Please go through the records below and return every line holding the word "node".

Records from a data collection:
[Start of Attachment]

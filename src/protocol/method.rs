//! Well-known pub/sub subscription methods.
//!
//! The pool accepts any method name; this enum only names the ones the
//! standard and enhanced node interfaces expose.

// ============================================================================
// Imports
// ============================================================================

use std::fmt;
use std::str::FromStr;

use serde::{Deserialize, Serialize};

use crate::error::Error;

// ============================================================================
// SubscriptionMethod
// ============================================================================

/// A subscription method exposed by the node's pub/sub interface.
#[derive(Debug, Clone, Copy, PartialEq, Eq, Hash, Serialize, Deserialize)]
#[serde(rename_all = "camelCase")]
pub enum SubscriptionMethod {
    /// `accountSubscribe`
    AccountSubscribe,
    /// `blockSubscribe`
    BlockSubscribe,
    /// `logsSubscribe`
    LogsSubscribe,
    /// `programSubscribe`
    ProgramSubscribe,
    /// `rootSubscribe`
    RootSubscribe,
    /// `signatureSubscribe`
    SignatureSubscribe,
    /// `slotSubscribe`
    SlotSubscribe,
    /// `slotsUpdatesSubscribe`
    SlotsUpdatesSubscribe,
    /// `voteSubscribe`
    VoteSubscribe,
    /// `transactionSubscribe` (enhanced endpoints only)
    TransactionSubscribe,
}

impl SubscriptionMethod {
    /// All known methods.
    pub const ALL: [Self; 10] = [
        Self::AccountSubscribe,
        Self::BlockSubscribe,
        Self::LogsSubscribe,
        Self::ProgramSubscribe,
        Self::RootSubscribe,
        Self::SignatureSubscribe,
        Self::SlotSubscribe,
        Self::SlotsUpdatesSubscribe,
        Self::VoteSubscribe,
        Self::TransactionSubscribe,
    ];

    /// Returns the wire name.
    #[must_use]
    pub const fn as_str(self) -> &'static str {
        match self {
            Self::AccountSubscribe => "accountSubscribe",
            Self::BlockSubscribe => "blockSubscribe",
            Self::LogsSubscribe => "logsSubscribe",
            Self::ProgramSubscribe => "programSubscribe",
            Self::RootSubscribe => "rootSubscribe",
            Self::SignatureSubscribe => "signatureSubscribe",
            Self::SlotSubscribe => "slotSubscribe",
            Self::SlotsUpdatesSubscribe => "slotsUpdatesSubscribe",
            Self::VoteSubscribe => "voteSubscribe",
            Self::TransactionSubscribe => "transactionSubscribe",
        }
    }

    /// Name of the notification method the endpoint pushes for this subscription.
    #[must_use]
    pub fn notification_method(self) -> String {
        self.as_str().replace("Subscribe", "Notification")
    }
}

impl fmt::Display for SubscriptionMethod {
    fn fmt(&self, f: &mut fmt::Formatter<'_>) -> fmt::Result {
        f.write_str(self.as_str())
    }
}

impl FromStr for SubscriptionMethod {
    type Err = Error;

    fn from_str(s: &str) -> Result<Self, Self::Err> {
        Self::ALL
            .into_iter()
            .find(|method| method.as_str() == s)
            .ok_or_else(|| Error::config(format!("Unknown subscription method: {s}")))
    }
}

impl From<SubscriptionMethod> for String {
    #[inline]
    fn from(method: SubscriptionMethod) -> Self {
        method.as_str().to_string()
    }
}

// ============================================================================
// Tests
// ============================================================================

[End of Attachment]

SOLUTION TO THE EXERCISE =
//! standard and enhanced node interfaces expose.
/// A subscription method exposed by the node's pub/sub interface.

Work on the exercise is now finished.